This exponential efficiency implies that even a relatively small two-layer ReLU network captures highly intricate decision boundaries, which, if represented in a threshold network, would require massively more units. Notably, under certain algebraic sufficient conditions, it is possible to compress threshold networks with $2^n$ units into ReLU networks with only $n$ units, showing that ReLU networks enable highly efficient, yet expressive, representations.

2. Optimization, Simplicity Bias, and Early Alignment Dynamics

Despite their immense parameter space, overparameterized ReLU networks often do not fit the training data exactly when the number of samples is large. Instead, they exhibit a pronounced "simplicity bias": the training dynamics, particularly with small initialization scales, cause neurons' weight vectors to quickly align toward a small discrete set of "extremal" directions (vectors maximizing the piecewise-linear correlation function

$G_n(w) = \langle w, D_n(w,0) \rangle, \quad D_n(w,0) = \frac{1}{n}\sum_{k=1}^n \mathbb{1}_{\{w^\top x_k > 0\}} y_k x_k,$

) during the early phase of training (Boursier et al., 3 Oct 2024).

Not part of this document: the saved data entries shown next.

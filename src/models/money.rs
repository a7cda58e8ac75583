//! Money type for representing currency amounts
//!
//! Internally stores amounts in cents (i64) to avoid floating-point precision
//! issues. Provides arithmetic, parsing and formatting.

use serde::{Deserialize, Serialize};
use std::fmt;
use std::ops::{Add, AddAssign, Neg, Sub, SubAssign};

/// Represents a monetary amount stored as cents (hundredths of the currency unit)
#[derive(Debug, Clone, Copy, PartialEq, Eq, PartialOrd, Ord, Hash, Serialize, Deserialize)]
#[serde(transparent)]
pub struct Money(i64);

impl Money {
    /// Create a Money amount from cents
    ///
    /// # Examples
    /// ```
    /// use ledger::models::Money;
    /// let amount = Money::from_cents(1050); // $10.50
    /// assert_eq!(amount.to_string(), "$10.50");
    /// ```
    pub const fn from_cents(cents: i64) -> Self {
        Self(cents)
    }

    /// Create a Money amount from whole currency units
    pub const fn from_units(units: i64) -> Self {
        Self(units * 100)
    }

    /// Create a zero Money amount
    pub const fn zero() -> Self {
        Self(0)
    }

    /// Get the amount in cents
    pub const fn cents(&self) -> i64 {
        self.0
    }

    /// Get the whole units portion (truncated toward zero)
    pub const fn units(&self) -> i64 {
        self.0 / 100
    }

    /// Get the cents portion (0-99)
    pub const fn cents_part(&self) -> i64 {
        (self.0 % 100).abs()
    }

    pub const fn is_zero(&self) -> bool {
        self.0 == 0
    }

    pub const fn is_positive(&self) -> bool {
        self.0 > 0
    }

    pub const fn is_negative(&self) -> bool {
        self.0 < 0
    }

    /// Parse a money amount from a string
    ///
    /// Accepts formats: "10.50", "-10.50", "$10.50", "10", "10.5".
    /// Anything else, including an empty string or more than two decimal
    /// places, is rejected.
    pub fn parse(s: &str) -> Result<Self, MoneyParseError> {
        let s = s.trim();
        let invalid = || MoneyParseError::InvalidFormat(s.to_string());

        let (negative, rest) = match s.strip_prefix('-') {
            Some(stripped) => (true, stripped),
            None => (false, s),
        };
        let rest = rest.strip_prefix('$').unwrap_or(rest);

        let (whole, fraction) = match rest.split_once('.') {
            Some((whole, fraction)) => (whole, fraction),
            None => (rest, ""),
        };

        if whole.is_empty() && fraction.is_empty() {
            return Err(invalid());
        }
        if !whole.chars().all(|c| c.is_ascii_digit())
            || !fraction.chars().all(|c| c.is_ascii_digit())
        {
            return Err(invalid());
        }

        let units: i64 = if whole.is_empty() {
            0
        } else {
            whole.parse().map_err(|_| invalid())?
        };

        // Sub-cent precision is rejected, never rounded
        let cents: i64 = match fraction.len() {
            0 => 0,
            1 => fraction.parse::<i64>().map_err(|_| invalid())? * 10,
            2 => fraction.parse().map_err(|_| invalid())?,
            _ => return Err(invalid()),
        };

        let total = units
            .checked_mul(100)
            .and_then(|c| c.checked_add(cents))
            .ok_or_else(invalid)?;

        Ok(Self(if negative { -total } else { total }))
    }

    /// Add, returning `None` on overflow
    pub const fn checked_add(self, other: Self) -> Option<Self> {
        match self.0.checked_add(other.0) {
            Some(cents) => Some(Self(cents)),
            None => None,
        }
    }

    /// Subtract, returning `None` on overflow
    pub const fn checked_sub(self, other: Self) -> Option<Self> {
        match self.0.checked_sub(other.0) {
            Some(cents) => Some(Self(cents)),
            None => None,
        }
    }

    /// Format with a currency symbol
    pub fn format_with_symbol(&self, symbol: &str) -> String {
        if self.is_negative() {
            format!("-{}{}.{:02}", symbol, self.units().abs(), self.cents_part())
        } else {
            format!("{}{}.{:02}", symbol, self.units(), self.cents_part())
        }
    }
}

impl Default for Money {
    fn default() -> Self {
        Self::zero()
    }
}

impl fmt::Display for Money {
    fn fmt(&self, f: &mut fmt::Formatter<'_>) -> fmt::Result {
        write!(f, "{}", self.format_with_symbol("$"))
    }
}

impl Add for Money {
    type Output = Self;

    fn add(self, other: Self) -> Self {
        Self(self.0 + other.0)
    }
}

impl AddAssign for Money {
    fn add_assign(&mut self, other: Self) {
        self.0 += other.0;
    }
}

impl Sub for Money {
    type Output = Self;

    fn sub(self, other: Self) -> Self {
        Self(self.0 - other.0)
    }
}

impl SubAssign for Money {
    fn sub_assign(&mut self, other: Self) {
        self.0 -= other.0;
    }
}

impl Neg for Money {
    type Output = Self;

    fn neg(self) -> Self {
        Self(-self.0)
    }
}

impl std::iter::Sum for Money {
    fn sum<I: Iterator<Item = Self>>(iter: I) -> Self {
        iter.fold(Money::zero(), |acc, m| acc + m)
    }
}

/// Error type for money parsing
#[derive(Debug, Clone, PartialEq, Eq)]
pub enum MoneyParseError {
    InvalidFormat(String),
}

impl fmt::Display for MoneyParseError {
    fn fmt(&self, f: &mut fmt::Formatter<'_>) -> fmt::Result {
        match self {
            MoneyParseError::InvalidFormat(s) => write!(f, "Invalid money format: '{}'", s),
        }
    }
}

impl std::error::Error for MoneyParseError {}

#[cfg(test)]
mod tests {
    use super::*;

    #[test]
    fn test_from_cents() {
        let m = Money::from_cents(1050);
        assert_eq!(m.cents(), 1050);
        assert_eq!(m.units(), 10);
        assert_eq!(m.cents_part(), 50);
    }

    #[test]
    fn test_display() {
        assert_eq!(Money::from_cents(1050).to_string(), "$10.50");
        assert_eq!(Money::zero().to_string(), "$0.00");
        assert_eq!(Money::from_cents(-1050).to_string(), "-$10.50");
        assert_eq!(Money::from_cents(5).to_string(), "$0.05");
        assert_eq!(Money::from_cents(-5).to_string(), "-$0.05");
    }

    #[test]
    fn test_arithmetic() {
        let a = Money::from_cents(1000);
        let b = Money::from_cents(500);

        assert_eq!((a + b).cents(), 1500);
        assert_eq!((a - b).cents(), 500);
        assert_eq!((-a).cents(), -1000);
    }

    #[test]
    fn test_parse() {
        assert_eq!(Money::parse("10.50").unwrap().cents(), 1050);
        assert_eq!(Money::parse("$10.50").unwrap().cents(), 1050);
        assert_eq!(Money::parse("-10.50").unwrap().cents(), -1050);
        assert_eq!(Money::parse("10").unwrap().cents(), 1000);
        assert_eq!(Money::parse("10.5").unwrap().cents(), 1050);
        assert_eq!(Money::parse("0.05").unwrap().cents(), 5);
        assert_eq!(Money::parse(".5").unwrap().cents(), 50);
        assert_eq!(Money::parse(" 5000 ").unwrap().cents(), 500000);
    }

    #[test]
    fn test_parse_rejects_garbage() {
        assert!(Money::parse("").is_err());
        assert!(Money::parse("abc").is_err());
        assert!(Money::parse("12abc").is_err());
        assert!(Money::parse("1.2.3").is_err());
        assert!(Money::parse(".").is_err());
        assert!(Money::parse("NaN").is_err());
        assert!(Money::parse("99999999999999999999").is_err());
    }

    #[test]
    fn test_parse_rejects_sub_cent_precision() {
        assert!(Money::parse("12.999").is_err());
        assert!(Money::parse("1.239").is_err());
        assert!(Money::parse("100.009").is_err());
        assert!(Money::parse("10.500").is_err());
        assert_eq!(Money::parse("12.99").unwrap().cents(), 1299);
    }

    #[test]
    fn test_checked_arithmetic() {
        let max = Money::from_cents(i64::MAX);
        assert_eq!(max.checked_add(Money::from_cents(1)), None);
        assert_eq!(Money::from_cents(i64::MIN).checked_sub(Money::from_cents(1)), None);
        assert_eq!(
            Money::from_cents(10).checked_add(Money::from_cents(5)),
            Some(Money::from_cents(15))
        );
        assert_eq!(
            Money::from_cents(10).checked_sub(Money::from_cents(15)),
            Some(Money::from_cents(-5))
        );
    }

    #[test]
    fn test_sum() {
        let total: Money = [100, 200, 300].into_iter().map(Money::from_cents).sum();
        assert_eq!(total.cents(), 600);
    }

    #[test]
    fn test_serialization() {
        let m = Money::from_cents(1050);
        let json = serde_json::to_string(&m).unwrap();
        assert_eq!(json, "1050");
    }
}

This "early alignment phase" induces directional quantization: most neurons eventually point only at a handful of these extremal directions, grouping themselves (by direction) to capture the principal axes of the data's true generative structure. As a consequence,

The effective number of free parameters is drastically reduced.
The network ignores much of the capacity to fit high-frequency noise, instead converging to an estimator that closely approximates the population minimizer (e.g., an ordinary least squares estimator in regression contexts).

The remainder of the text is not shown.